While researching how to understand the results and syntax of reading a converted yolov5s model to Tensorflow Lite. I found the following statements and ran across a syntax that I don't understand.

    # output only first tensor [1,6300,85] = [xywh, conf, class0, class1, ...]
    # x = x[0][0]  # [x(1,6300,85), ...] to x(6300,85)
    # xywh = x[..., :4]  # x(6300,4) boxes
    # conf = x[..., 4:5]  # x(6300,1) confidences
    # cls = tf.reshape(tf.cast(tf.argmax(x[..., 5:], axis=1), tf.float32), (-1, 1))  # x(6300,1)  classes
    # return tf.concat([conf, cls, xywh], 1)

What does the ... in x[..., :4] mean?

For my use case.

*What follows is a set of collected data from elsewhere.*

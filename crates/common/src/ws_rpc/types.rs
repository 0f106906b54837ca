/// WebSocket RPC 数据类型定义
///
/// 内置过程名、连接状态以及参数容器

use serde::de::DeserializeOwned;
use serde_json::Value;

use super::RpcError;

// ============================================================================
// 内置过程
// ============================================================================

/// 由对端设置客户端名称（客户端侧），或提议修改名称（服务端侧）
pub const SET_CLIENT_NAME: &str = "setClientName";

/// 对端确认握手完成，只触发一次
pub const CLIENT_IS_READY_NOW: &str = "clientIsReadyNow";

/// 远程日志转发
pub const REMOTE_LOG: &str = "unijLog";

/// 对端分配名称之前的占位名称
pub const NO_NAME_YET: &str = "no-name-yet";

/// 传输层没有给出原因时使用的关闭原因
pub const DEFAULT_CLOSE_REASON: &str = "unexpected closing";

/// 关闭原因为空时替换为默认值
pub fn close_reason_or_default(reason: Option<&str>) -> String {
    match reason {
        Some(reason) if !reason.is_empty() => reason.to_string(),
        _ => DEFAULT_CLOSE_REASON.to_string(),
    }
}

/// 关闭帧原因的最大字节数（控制帧负载 125 字节减去 2 字节状态码）
pub const MAX_CLOSE_REASON_BYTES: usize = 123;

/// 把关闭原因截断到关闭帧允许的长度，不会切断 UTF-8 字符
pub fn truncate_close_reason(mut reason: String) -> String {
    if reason.len() > MAX_CLOSE_REASON_BYTES {
        let mut end = MAX_CLOSE_REASON_BYTES;
        while !reason.is_char_boundary(end) {
            end -= 1;
        }
        reason.truncate(end);
    }
    reason
}

// ============================================================================
// 连接状态
// ============================================================================

/// 通道状态
#[derive(Debug, Clone, Copy, PartialEq, Eq)]
pub enum ChannelState {
    /// 传输已创建，尚未确认打开
    Connecting,
    /// 传输已打开，内置过程已安装，等待对端确认就绪
    Open,
    /// 对端已调用 clientIsReadyNow
    Ready,
    /// 传输已关闭（终态）
    Closed,
}

impl ChannelState {
    /// 是否允许发送协议内部消息
    pub fn is_open(&self) -> bool {
        matches!(self, Self::Open | Self::Ready)
    }
}

/// 交给传输层的出站帧
#[derive(Debug, Clone, PartialEq, Eq)]
pub enum Outbound {
    /// 文本帧（已序列化的 RpcMessage）
    Text(String),
    /// 主动关闭连接，附带原因
    Close(String),
}

// ============================================================================
// 参数
// ============================================================================

/// 远程调用的有序参数
#[derive(Debug, Clone, Default, PartialEq)]
pub struct Arguments(Vec<Value>);

impl Arguments {
    pub fn new(values: Vec<Value>) -> Self {
        Self(values)
    }

    pub fn len(&self) -> usize {
        self.0.len()
    }

    pub fn is_empty(&self) -> bool {
        self.0.is_empty()
    }

    pub fn as_slice(&self) -> &[Value] {
        &self.0
    }

    pub fn into_inner(self) -> Vec<Value> {
        self.0
    }

    /// 按位置取出参数并反序列化
    ///
    /// 缺失的参数按 `null` 处理，因此 `Option<T>` 可以表示可选参数。
    pub fn get<T: DeserializeOwned>(&self, index: usize) -> Result<T, RpcError> {
        let value = self.0.get(index).cloned().unwrap_or(Value::Null);
        serde_json::from_value(value).map_err(|e| {
            RpcError::invalid_params(format!("第 {} 个参数无效: {}", index, e))
        })
    }
}

impl From<Vec<Value>> for Arguments {
    fn from(values: Vec<Value>) -> Self {
        Self(values)
    }
}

I'm running a tensorflow lite model in a vendor's SDK. When inspecting the inference results, I get the following shape (1, 25200, 6) from result['StatefulPartitionedCall:0'].shape. Do the results really have 25200 good detections?

The first sample is [ 1 1 1 6 1 127] from result['StatefulPartitionedCall:0'][0][0]. Where the first 4 elements of [ 1 1 1 6 ] are xywh, the 5 element [ 1 ] is the confidence, and the 6th element [127] is the class. Are my assumptions on how to read this correct? I'm finding the class value of 127 hard to believe because I only trained this model using one class.

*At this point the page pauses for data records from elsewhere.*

#[cfg(test)]
mod tests {
    use super::*;
    use crate::ws_rpc::RpcErrorCode;
    use serde_json::json;
    use std::sync::atomic::{AtomicUsize, Ordering};

    fn open_channel() -> (Channel, mpsc::UnboundedReceiver<Outbound>) {
        let (channel, rx) = Channel::new();
        channel.handle_open();
        (channel, rx)
    }

    fn ready_channel() -> (Channel, mpsc::UnboundedReceiver<Outbound>) {
        let (channel, rx) = open_channel();
        channel.handle_frame(r#"{"clientIsReadyNow":[]}"#);
        assert_eq!(channel.state(), ChannelState::Ready);
        (channel, rx)
    }

    fn next_text(rx: &mut mpsc::UnboundedReceiver<Outbound>) -> Value {
        match rx.try_recv().expect("expected an outbound frame") {
            Outbound::Text(text) => serde_json::from_str(&text).unwrap(),
            other => panic!("unexpected frame: {:?}", other),
        }
    }

    #[test]
    fn test_initial_state() {
        let (channel, _rx) = Channel::new();
        assert_eq!(channel.state(), ChannelState::Connecting);
        assert_eq!(channel.client_name(), "no-name-yet");
        assert!(!channel.has_procedure("clientIsReadyNow"));
    }

    #[test]
    fn test_open_installs_default_procedures() {
        let (channel, _rx) = open_channel();
        assert_eq!(channel.state(), ChannelState::Open);
        assert!(channel.has_procedure("setClientName"));
        assert!(channel.has_procedure("clientIsReadyNow"));
        assert!(channel.has_procedure("unijLog"));
    }

    #[test]
    fn test_ready_fires_once() {
        let (channel, mut rx) = open_channel();
        let fired = Arc::new(AtomicUsize::new(0));
        let counter = fired.clone();
        channel.on_ready(move |_| {
            counter.fetch_add(1, Ordering::SeqCst);
        });

        channel.handle_frame(r#"{"clientIsReadyNow":[]}"#);
        assert_eq!(channel.state(), ChannelState::Ready);
        assert_eq!(fired.load(Ordering::SeqCst), 1);

        // 第二次就绪信号已无对应过程，会作为未知过程上报给对端
        channel.handle_frame(r#"{"clientIsReadyNow":[]}"#);
        assert_eq!(fired.load(Ordering::SeqCst), 1);

        let report = next_text(&mut rx);
        let text = report["unijLog"][0].as_str().unwrap();
        assert!(text.contains("clientIsReadyNow"));
    }

    #[test]
    fn test_on_ready_after_ready_runs_immediately() {
        let (channel, _rx) = ready_channel();
        let fired = Arc::new(AtomicUsize::new(0));
        let counter = fired.clone();
        channel.on_ready(move |_| {
            counter.fetch_add(1, Ordering::SeqCst);
        });
        assert_eq!(fired.load(Ordering::SeqCst), 1);
    }

    #[test]
    fn test_ready_callback_can_execute() {
        let (channel, mut rx) = open_channel();
        channel.on_ready(|channel| {
            channel
                .execute("printToConsole", vec![json!("Hello there!")])
                .unwrap();
        });

        channel.handle_frame(r#"{"clientIsReadyNow":[]}"#);

        assert_eq!(next_text(&mut rx), json!({"printToConsole": ["Hello there!"]}));
    }

    #[test]
    fn test_server_assigns_name() {
        let (channel, _rx) = open_channel();
        channel.handle_frame(r#"{"setClientName":["Alice"]}"#);
        assert_eq!(channel.client_name(), "Alice");
    }

    #[test]
    fn test_set_client_name_is_only_a_proposal() {
        let (channel, mut rx) = ready_channel();
        channel.handle_frame(r#"{"setClientName":["abc"]}"#);

        channel.set_client_name("because I can").unwrap();

        assert_eq!(channel.client_name(), "abc");
        assert_eq!(
            next_text(&mut rx),
            json!({"setClientName": ["abc", "because I can"]})
        );

        channel.handle_frame(r#"{"setClientName":["because I can"]}"#);
        assert_eq!(channel.client_name(), "because I can");
    }

    #[test]
    fn test_execute_before_open_fails() {
        let (channel, mut rx) = Channel::new();
        let err = channel.execute("foo", vec![json!(1)]).unwrap_err();
        assert_eq!(err.code, RpcErrorCode::NotConnected);
        assert!(rx.try_recv().is_err());
    }

    #[test]
    fn test_execute_before_ready_fails() {
        let (channel, mut rx) = open_channel();
        let err = channel.execute("foo", vec![]).unwrap_err();
        assert_eq!(err.code, RpcErrorCode::NotReady);
        assert!(rx.try_recv().is_err());
    }

    #[test]
    fn test_execute_wire_format() {
        let (channel, mut rx) = ready_channel();
        channel.execute("foo", vec![json!(1), json!("a")]).unwrap();
        channel.execute_with("bar", &(true, json!(null))).unwrap();

        match rx.try_recv().unwrap() {
            Outbound::Text(text) => assert_eq!(text, r#"{"foo":[1,"a"]}"#),
            other => panic!("unexpected frame: {:?}", other),
        }
        assert_eq!(next_text(&mut rx), json!({"bar": [true, null]}));
    }

    #[test]
    fn test_user_procedure_dispatch() {
        let (channel, _rx) = ready_channel();
        let received = Arc::new(Mutex::new(Vec::new()));
        let sink = received.clone();
        channel.add_procedure(
            "showThemApples",
            move |_, args| {
                sink.lock().unwrap().push(args.get::<Value>(0)?);
                Ok(())
            },
            false,
        );

        channel.handle_frame(r#"{"showThemApples":[{"name":"apples"}]}"#);
        channel.handle_frame(r#"{"pro":"showThemApples","par":["them apples"]}"#);

        assert_eq!(
            *received.lock().unwrap(),
            vec![json!({"name": "apples"}), json!("them apples")]
        );
        assert!(channel.remove_procedure("showThemApples"));
        assert!(!channel.remove_procedure("showThemApples"));
    }

    #[test]
    fn test_unknown_procedure_reported_to_peer() {
        let (channel, mut rx) = ready_channel();
        channel.handle_frame(r#"{"setClientName":["abc"]}"#);
        channel.handle_frame(r#"{"iDontExist":[404]}"#);

        let report = next_text(&mut rx);
        assert_eq!(
            report,
            json!({"unijLog": ["UniJ Client \"abc\" | I don't know procedure with name \"iDontExist\""]})
        );
        assert_eq!(channel.state(), ChannelState::Ready);
    }

    #[test]
    fn test_malformed_frame_is_ignored() {
        let (channel, mut rx) = ready_channel();
        channel.handle_frame("not json");
        channel.handle_frame(r#"{"a":[],"b":[]}"#);
        assert!(rx.try_recv().is_err());
        assert_eq!(channel.state(), ChannelState::Ready);
    }

    #[test]
    fn test_close_with_empty_reason_uses_default() {
        let (channel, _rx) = ready_channel();
        channel.handle_close(Some(""));
        assert_eq!(channel.state(), ChannelState::Closed);
        assert_eq!(channel.close_reason().as_deref(), Some("unexpected closing"));

        let err = channel.execute("foo", vec![]).unwrap_err();
        assert_eq!(err.code, RpcErrorCode::ConnectionClosed);
    }

    #[test]
    fn test_close_keeps_first_reason() {
        let (channel, _rx) = ready_channel();
        channel.handle_close(Some("server shutdown"));
        channel.handle_close(None);
        assert_eq!(channel.close_reason().as_deref(), Some("server shutdown"));
    }

    #[test]
    fn test_local_close_sends_close_frame() {
        let (channel, mut rx) = ready_channel();
        channel.close("bye");
        assert_eq!(rx.try_recv().unwrap(), Outbound::Close("bye".to_string()));
        assert_eq!(channel.state(), ChannelState::Closed);
        assert!(rx.try_recv().is_err());
    }

    #[test]
    fn test_frames_after_close_are_dropped() {
        let (channel, _rx) = open_channel();
        channel.handle_close(None);
        channel.handle_frame(r#"{"clientIsReadyNow":[]}"#);
        assert_eq!(channel.state(), ChannelState::Closed);
    }

    #[tokio::test]
    async fn test_wait_ready() {
        let (channel, _rx) = open_channel();
        let waiter = {
            let channel = channel.clone();
            tokio::spawn(async move { channel.wait_ready().await })
        };

        channel.handle_frame(r#"{"clientIsReadyNow":[]}"#);
        assert!(waiter.await.unwrap().is_ok());
    }

    #[tokio::test]
    async fn test_wait_ready_fails_on_close() {
        let (channel, _rx) = open_channel();
        let waiter = {
            let channel = channel.clone();
            tokio::spawn(async move { channel.wait_ready().await })
        };

        channel.handle_close(Some("gone"));
        let err = waiter.await.unwrap().unwrap_err();
        assert_eq!(err.code, RpcErrorCode::ConnectionClosed);
        assert_eq!(channel.closed().await, "gone");
    }
}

The vendor's SDK is heavily trimmed down, from the tensorflow library only the tensorflow.core library section is installed. Because of this, tf.reshape, rf.cast, and tf.argmax method are not found. Is there a way to calculate the cls variable by only using numpy?

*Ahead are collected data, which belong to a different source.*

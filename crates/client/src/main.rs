/// UniJ - Client
/// 
/// 连接到 UniJ Server，注册可被服务端调用的过程，并在就绪后调用服务端的过程

use tracing::info;
use unij_common::ws_rpc::client;
use unij_common::Channel;

mod config;
mod demo;

#[tokio::main]
async fn main() -> anyhow::Result<()> {
    // 加载配置
    dotenvy::dotenv().ok();
    let cfg = config::Config::from_env()?;

    // 初始化日志
    // 可以通过环境变量 RUST_LOG 设置日志级别，例如：
    // RUST_LOG=unij_common=debug cargo run
    tracing_subscriber::fmt()
        .with_target(false)
        .with_thread_ids(true)
        .with_line_number(true)
        .with_env_filter(
            tracing_subscriber::EnvFilter::try_from_default_env()
                .unwrap_or_else(|_| tracing_subscriber::EnvFilter::new(&cfg.log_level))
        )
        .init();

    info!("🚀 启动 UniJ Client...");
    info!("✅ 配置加载成功");

    // 创建通道，连接前注册好过程和就绪回调
    let (channel, outbound) = Channel::new();
    demo::register_procedures(&channel);

    let desired_name = cfg.client_name.clone();
    channel.on_ready(move |channel| demo::on_ready(channel, &desired_name));

    info!("🎯 连接到 Server: {}", cfg.server_ws_url);

    // 运行直到连接关闭
    let reason = client::run(&cfg.server_ws_url, channel.clone(), outbound).await?;
    info!("连接已结束，最终名称: {}，原因: {}", channel.client_name(), reason);

    Ok(())
}
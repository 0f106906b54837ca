/// 应用全局状态

use crate::ws::ClientHub;

/// 应用状态
#[derive(Clone)]
pub struct AppState {
    /// 客户端连接池
    pub client_hub: ClientHub,
}

impl AppState {
    pub fn new(client_hub: ClientHub) -> Self {
        Self { client_hub }
    }

    /// 获取客户端连接池
    pub fn client_hub(&self) -> ClientHub {
        self.client_hub.clone()
    }
}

When I look at my model using Netron, I see the following outputs.

question

Should I dequantize my tensor by applying the given equation to get more understandable results?

Thank you for your time and words of wisdom.

Additional

No response

glenn-jocher commented 1 month ago

@mwickersheim the ... in x[..., :4] is a shorthand for selecting all preceding dimensions. In your case, it means selecting all elements along the first dimension and the first 4 elements along the last dimension.

Regarding your results, the shape (1, 25200, 6) indicates that there are 25200 potential detections, but not all are necessarily valid. The first 4 elements represent xywh, the 5th is the confidence, and the 6th is the class. If you only trained with one class, the class value should be 0. The value 127 suggests an issue with the model or inference process.

To calculate the cls variable using numpy, you can use:

import numpy as np

x = result['StatefulPartitionedCall:0'][0]
xywh = x[..., :4]
conf = x[..., 4:5]
cls = np.argmax(x[..., 5:], axis=1).reshape(-1, 1).astype(np.float32)
output = np.concatenate([conf, cls, xywh], axis=1)

Dequantizing your tensor might help if your model uses quantization. Apply the dequantization equation provided by your model's documentation.